=== STUDY MATERIAL ===

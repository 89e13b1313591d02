use serde::{Deserialize, Serialize};
use utoipa::ToSchema;
use uuid::Uuid;

use crate::core::error::{AppError, Result};
use crate::shared::constants::{
    ROLE_ADMIN, ROLE_CLIENT, ROLE_EMPLOYEE, ROLE_INVENTORY_WORKER, ROLE_MANAGER,
};

/// Principal attached to every authenticated request.
///
/// Application accounts (admin, manager, inventory worker, clients) carry their
/// account id in `sub`. Employees log in with their lot's shared password, so their
/// `sub` is `company:<id>` and `company_id` is set.
#[derive(Debug, Clone, Serialize, Deserialize, ToSchema)]
pub struct AuthenticatedUser {
    pub sub: String,
    pub username: String,
    pub role: String,
    #[serde(skip_serializing_if = "Option::is_none")]
    pub company_id: Option<i64>,
    pub display_name: String,
}

impl AuthenticatedUser {
    pub fn has_role(&self, role: &str) -> bool {
        self.role == role
    }

    pub fn is_admin(&self) -> bool {
        self.has_role(ROLE_ADMIN)
    }

    pub fn is_client(&self) -> bool {
        self.has_role(ROLE_CLIENT)
    }

    pub fn is_employee(&self) -> bool {
        self.has_role(ROLE_EMPLOYEE)
    }

    /// Manager screens are open to the admin as well
    pub fn has_manager_access(&self) -> bool {
        self.is_admin() || self.has_role(ROLE_MANAGER)
    }

    pub fn has_inventory_access(&self) -> bool {
        self.is_admin() || self.has_role(ROLE_INVENTORY_WORKER)
    }

    /// An employee only sees their own lot; the admin sees every lot.
    pub fn can_access_company(&self, company_id: i64) -> bool {
        self.is_admin() || (self.is_employee() && self.company_id == Some(company_id))
    }

    /// Account id of an application user. Fails for employee principals.
    pub fn account_id(&self) -> Result<Uuid> {
        Uuid::parse_str(&self.sub)
            .map_err(|_| AppError::Forbidden("This action requires a personal account".to_string()))
    }
}

/// JWT claims issued by this service (HS256)
#[derive(Debug, Clone, Serialize, Deserialize)]
pub struct Claims {
    pub sub: String,
    pub iss: String,
    pub iat: u64,
    pub exp: u64,
    pub username: String,
    pub role: String,
    #[serde(default, skip_serializing_if = "Option::is_none")]
    pub company_id: Option<i64>,
    pub name: String,
}

impl From<Claims> for AuthenticatedUser {
    fn from(claims: Claims) -> Self {
        Self {
            sub: claims.sub,
            username: claims.username,
            role: claims.role,
            company_id: claims.company_id,
            display_name: claims.name,
        }
    }
}

#[cfg(test)]
mod tests {
    use super::*;

    fn user(role: &str, company_id: Option<i64>) -> AuthenticatedUser {
        AuthenticatedUser {
            sub: Uuid::new_v4().to_string(),
            username: "someone".to_string(),
            role: role.to_string(),
            company_id,
            display_name: "Someone".to_string(),
        }
    }

    #[test]
    fn test_company_access() {
        assert!(user(ROLE_ADMIN, None).can_access_company(3));
        assert!(user(ROLE_EMPLOYEE, Some(3)).can_access_company(3));
        assert!(!user(ROLE_EMPLOYEE, Some(3)).can_access_company(4));
        assert!(!user(ROLE_MANAGER, None).can_access_company(3));
        assert!(!user(ROLE_CLIENT, Some(3)).can_access_company(3));
    }

    #[test]
    fn test_role_hierarchy() {
        assert!(user(ROLE_ADMIN, None).has_manager_access());
        assert!(user(ROLE_ADMIN, None).has_inventory_access());
        assert!(user(ROLE_MANAGER, None).has_manager_access());
        assert!(!user(ROLE_MANAGER, None).has_inventory_access());
        assert!(!user(ROLE_INVENTORY_WORKER, None).has_manager_access());
    }

    #[test]
    fn test_account_id_rejects_lot_principal() {
        let mut employee = user(ROLE_EMPLOYEE, Some(1));
        employee.sub = "company:1".to_string();
        assert!(matches!(employee.account_id(), Err(AppError::Forbidden(_))));
        assert!(user(ROLE_CLIENT, None).account_id().is_ok());
    }
}
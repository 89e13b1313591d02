use std::sync::Arc;

use axum::{
    extract::{Path, State},
    http::StatusCode,
    Json,
};
use uuid::Uuid;
use validator::Validate;

use crate::core::error::{AppError, Result};
use crate::core::extractor::AppJson;
use crate::features::auth::guards::RequireAdmin;
use crate::features::users::dtos::{
    ChangePasswordDto, ClientAccountDto, CreateClientDto, ResetPasswordDto, StaffAccount,
};
use crate::features::users::services::AccountService;
use crate::shared::types::{ApiResponse, Meta};

/// List client accounts
#[utoipa::path(
    get,
    path = "/api/admin/clients",
    responses(
        (status = 200, description = "Client accounts, newest first", body = ApiResponse<Vec<ClientAccountDto>>),
        (status = 403, description = "Admin access required")
    ),
    tag = "accounts",
    security(
        ("bearer_auth" = [])
    )
)]
pub async fn list_clients(
    RequireAdmin(_user): RequireAdmin,
    State(service): State<Arc<AccountService>>,
) -> Result<Json<ApiResponse<Vec<ClientAccountDto>>>> {
    let clients = service.list_clients().await?;
    let total = clients.len();
    Ok(Json(ApiResponse::success(
        Some(clients),
        None,
        Some(Meta::total(total)),
    )))
}

/// Create a client account
#[utoipa::path(
    post,
    path = "/api/admin/clients",
    request_body = CreateClientDto,
    responses(
        (status = 201, description = "Client account created", body = ApiResponse<ClientAccountDto>),
        (status = 400, description = "Validation error"),
        (status = 403, description = "Admin access required"),
        (status = 409, description = "Username already exists")
    ),
    tag = "accounts",
    security(
        ("bearer_auth" = [])
    )
)]
pub async fn create_client(
    RequireAdmin(_user): RequireAdmin,
    State(service): State<Arc<AccountService>>,
    AppJson(dto): AppJson<CreateClientDto>,
) -> Result<(StatusCode, Json<ApiResponse<ClientAccountDto>>)> {
    dto.validate()
        .map_err(|e| AppError::Validation(e.to_string()))?;

    let client = service.create_client(dto).await?;
    Ok((
        StatusCode::CREATED,
        Json(ApiResponse::success(Some(client), None, None)),
    ))
}

/// Delete a client account
#[utoipa::path(
    delete,
    path = "/api/admin/clients/{id}",
    params(
        ("id" = Uuid, Path, description = "Client account id")
    ),
    responses(
        (status = 200, description = "Client account deleted", body = ApiResponse<()>),
        (status = 403, description = "Admin access required"),
        (status = 404, description = "Client account not found")
    ),
    tag = "accounts",
    security(
        ("bearer_auth" = [])
    )
)]
pub async fn delete_client(
    RequireAdmin(_user): RequireAdmin,
    State(service): State<Arc<AccountService>>,
    Path(id): Path<Uuid>,
) -> Result<Json<ApiResponse<()>>> {
    service.delete_client(id).await?;
    Ok(Json(ApiResponse::success(
        None,
        Some("Client account deleted".to_string()),
        None,
    )))
}

/// Reset a client password
#[utoipa::path(
    put,
    path = "/api/admin/clients/{id}/password",
    params(
        ("id" = Uuid, Path, description = "Client account id")
    ),
    request_body = ResetPasswordDto,
    responses(
        (status = 200, description = "Password reset", body = ApiResponse<()>),
        (status = 400, description = "Validation error"),
        (status = 403, description = "Admin access required"),
        (status = 404, description = "Client account not found")
    ),
    tag = "accounts",
    security(
        ("bearer_auth" = [])
    )
)]
pub async fn reset_client_password(
    RequireAdmin(_user): RequireAdmin,
    State(service): State<Arc<AccountService>>,
    Path(id): Path<Uuid>,
    AppJson(dto): AppJson<ResetPasswordDto>,
) -> Result<Json<ApiResponse<()>>> {
    dto.validate()
        .map_err(|e| AppError::Validation(e.to_string()))?;

    service.reset_client_password(id, dto).await?;
    Ok(Json(ApiResponse::success(
        None,
        Some("Password reset".to_string()),
        None,
    )))
}

/// Change the manager or inventory account password
#[utoipa::path(
    put,
    path = "/api/admin/accounts/{account}/password",
    params(
        ("account" = StaffAccount, Path, description = "`manager` or `inventory`")
    ),
    request_body = ChangePasswordDto,
    responses(
        (status = 200, description = "Password changed", body = ApiResponse<()>),
        (status = 400, description = "Validation error or confirmation mismatch"),
        (status = 403, description = "Admin access required"),
        (status = 404, description = "Account not found")
    ),
    tag = "accounts",
    security(
        ("bearer_auth" = [])
    )
)]
pub async fn change_staff_password(
    RequireAdmin(_user): RequireAdmin,
    State(service): State<Arc<AccountService>>,
    Path(account): Path<StaffAccount>,
    AppJson(dto): AppJson<ChangePasswordDto>,
) -> Result<Json<ApiResponse<()>>> {
    dto.validate()
        .map_err(|e| AppError::Validation(e.to_string()))?;

    service.change_staff_password(account, dto).await?;
    Ok(Json(ApiResponse::success(
        None,
        Some("Password changed".to_string()),
        None,
    )))
}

===

■ REQUIREMENT ■
Every line from the start of the material above through the line that contains "password, so their" must be written out exactly, with both ends included.

■ TASK RESPONSE ■
repository 89e13b1313591d02
use serde::{Deserialize, Serialize};
use utoipa::ToSchema;
use uuid::Uuid;

use crate::core::error::{AppError, Result};
use crate::shared::constants::{
    ROLE_ADMIN, ROLE_CLIENT, ROLE_EMPLOYEE, ROLE_INVENTORY_WORKER, ROLE_MANAGER,
};

/// Principal attached to every authenticated request.
///
/// Application accounts (admin, manager, inventory worker, clients) carry their
/// account id in `sub`. Employees log in with their lot's shared password, so their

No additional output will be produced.